Mutations in COL11A2 cause non-syndromic hearing loss (DFNA13)

Wyman T. McGuirt1, Sai D. Prasad1, Andrew J. Griffith2, Henricus P.M. Kunst3, Glenn E. Green1, Karl B. Shpargel2, Christina Runge1, Christy Huybrechts4, Robert F. Mueller5, Eric Lynch6, Mary-Claire King6, Han G. Brunner3, Cor W.R.J. Cremers3, Masamine Takanosu7, Shi-Wu Li8, Machiko Arita8, Richard Mayne7, Darwin J. Prockop8, Guy Van Camp4 & Richard J.H. Smith1

1  Molecular Otolaryngology Research Laboratories, Department of Otolaryngology-Head and Neck Surgery, University of Iowa, Iowa City, Iowa, USA.
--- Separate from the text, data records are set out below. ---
use crate::commands::pipeline::{self, VariantJob};
use crate::commands::{CmdMessage, CmdResult, RenderSettings};
use crate::error::{IconError, Result};
use crate::model::GenerationRequest;
use crate::prompt;
use crate::provider::{ImageProvider, ProviderRequest};
use crate::store::ArtifactStore;
use chrono::Utc;

pub async fn run<S, P>(
    provider: &P,
    store: &mut S,
    request: &GenerationRequest,
    settings: &RenderSettings,
) -> Result<CmdResult>
where
    S: ArtifactStore,
    P: ImageProvider + ?Sized,
{
    let description = request.description.trim();
    if description.is_empty() {
        return Err(IconError::Api("Description cannot be empty".to_string()));
    }
    if request.variant_count == 0 {
        return Err(IconError::Api("At least one variant is required".to_string()));
    }

    let created_at = Utc::now();
    let prompts = prompt::build_prompts(description, request.variant_count, settings.background);

    let mut outcomes = Vec::with_capacity(prompts.len());
    for (variant_index, compiled) in (1..).zip(prompts) {
        let job = VariantJob {
            kind: request.kind,
            description: description.to_string(),
            variant_index,
            request: ProviderRequest::new(compiled, &request.model, &settings.quality),
            background: settings.background,
            parent_image: None,
            created_at,
        };
        outcomes.push(pipeline::run_variant(provider, store, &job).await);
    }

    let accepted = outcomes.iter().filter(|o| o.is_accepted()).count();
    let total = outcomes.len();
    let summary = format!("{accepted} of {total} variant(s) accepted");
    let message = if accepted == total {
        CmdMessage::success(summary)
    } else if accepted == 0 {
        CmdMessage::error(summary)
    } else {
        CmdMessage::warning(summary)
    };

    let mut result = CmdResult::default().with_outcomes(outcomes);
    result.add_message(message);
    Ok(result)
}
use std::io::Read;

use http::header::{self, HeaderMap};

use crate::boundary::Boundary;
use crate::buffer::{find_bytes, StreamBuffer};
use crate::constants;
use crate::content_disposition::ContentDisposition;
use crate::helpers;

/// The parsed sub-header block of one field.
#[derive(Debug, Clone, PartialEq, Eq)]
pub(crate) struct FieldHeader {
    pub(crate) name: String,
    pub(crate) file_name: Option<String>,
    /// Declared type of a file field, lower-cased, parameters stripped. Empty
    /// when absent.
    pub(crate) content_type: String,
    /// `charset` parameter of a text field's `Content-Type`.
    pub(crate) charset: Option<String>,
}

impl FieldHeader {
    pub fn is_file(&self) -> bool {
        self.file_name.is_some()
    }

    /// Parses header lines terminated by an empty line.
    pub fn parse(block: &[u8]) -> crate::Result<FieldHeader> {
        let mut headers = [httparse::EMPTY_HEADER; constants::MAX_HEADERS];

        let headers = match httparse::parse_headers(block, &mut headers) {
            Ok(httparse::Status::Complete((_, raw_headers))) => {
                helpers::convert_raw_headers_to_header_map(raw_headers)?
            }
            Ok(httparse::Status::Partial) => {
                return Err(crate::Error::malformed("failed to read field complete headers"));
            }
            Err(err) => return Err(crate::Error::ReadHeaderFailed(err)),
        };

        let disposition = ContentDisposition::parse(&headers)?;

        let (content_type, charset) = if disposition.file_name.is_some() {
            (declared_content_type(&headers), None)
        } else {
            (String::new(), declared_charset(&headers))
        };

        Ok(FieldHeader {
            name: disposition.field_name,
            file_name: disposition.file_name,
            content_type,
            charset,
        })
    }
}

fn declared_content_type(headers: &HeaderMap) -> String {
    headers
        .get(header::CONTENT_TYPE)
        .map(|val| {
            let essence = val.as_bytes().split(|b| *b == b';').next().unwrap_or_default();
            helpers::utf8_lossy(essence).trim().to_ascii_lowercase()
        })
        .unwrap_or_default()
}

fn declared_charset(headers: &HeaderMap) -> Option<String> {
    headers
        .get(header::CONTENT_TYPE)
        .and_then(|val| val.to_str().ok())
        .and_then(|val| val.parse::<mime::Mime>().ok())
        .and_then(|m| m.get_param(mime::CHARSET).map(|charset| charset.as_str().to_owned()))
}

/// Consumes one field's delimiter line and sub-header block from the buffer.
///
/// The buffer must be positioned at a delimiter that is not the terminal one.
pub(crate) fn read_field_header<R: Read>(
    buffer: &mut StreamBuffer<R>,
    boundary: &Boundary,
) -> crate::Result<FieldHeader> {
    let idx = buffer
        .read_until_within(constants::CRLF_CRLF.as_bytes(), constants::MAX_HEADER_BLOCK_SIZE)?
        .ok_or_else(|| {
            crate::Error::malformed(format!(
                "field header block exceeds {} bytes",
                constants::MAX_HEADER_BLOCK_SIZE
            ))
        })?;

    let block = buffer.consume_until(idx, constants::CRLF_CRLF.len());
    let headers_start = skip_delimiter_line(&block, boundary)?;

    FieldHeader::parse(&block[headers_start..])
}

/// Returns the offset just past the `--boundary[padding]\r\n` line.
fn skip_delimiter_line(block: &[u8], boundary: &Boundary) -> crate::Result<usize> {
    let line_end = find_bytes(block, constants::CRLF.as_bytes())
        .ok_or_else(|| crate::Error::malformed("expected a boundary delimiter line"))?;

    match block[..line_end].strip_prefix(boundary.delimiter()) {
        Some(padding) if padding.iter().all(|b| *b == b' ' || *b == b'\t') => Ok(line_end + constants::CRLF.len()),
        _ => Err(crate::Error::malformed("expected a boundary delimiter line")),
    }
}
2  National Institute on Deafness and Other Communication Disorders, National Institutes of Health, Bethesda, Maryland, USA.

3  Department of Otorhinolaryngology, University Hospital , Nijmegen, The Netherlands.

4  Department of Genetics, University of Antwerp, Belgium.

5  Department of Clinical Genetics, St James's Hospital , Leeds, UK.

6  Department of Medicine, University of Washington, Seattle, Washington, USA.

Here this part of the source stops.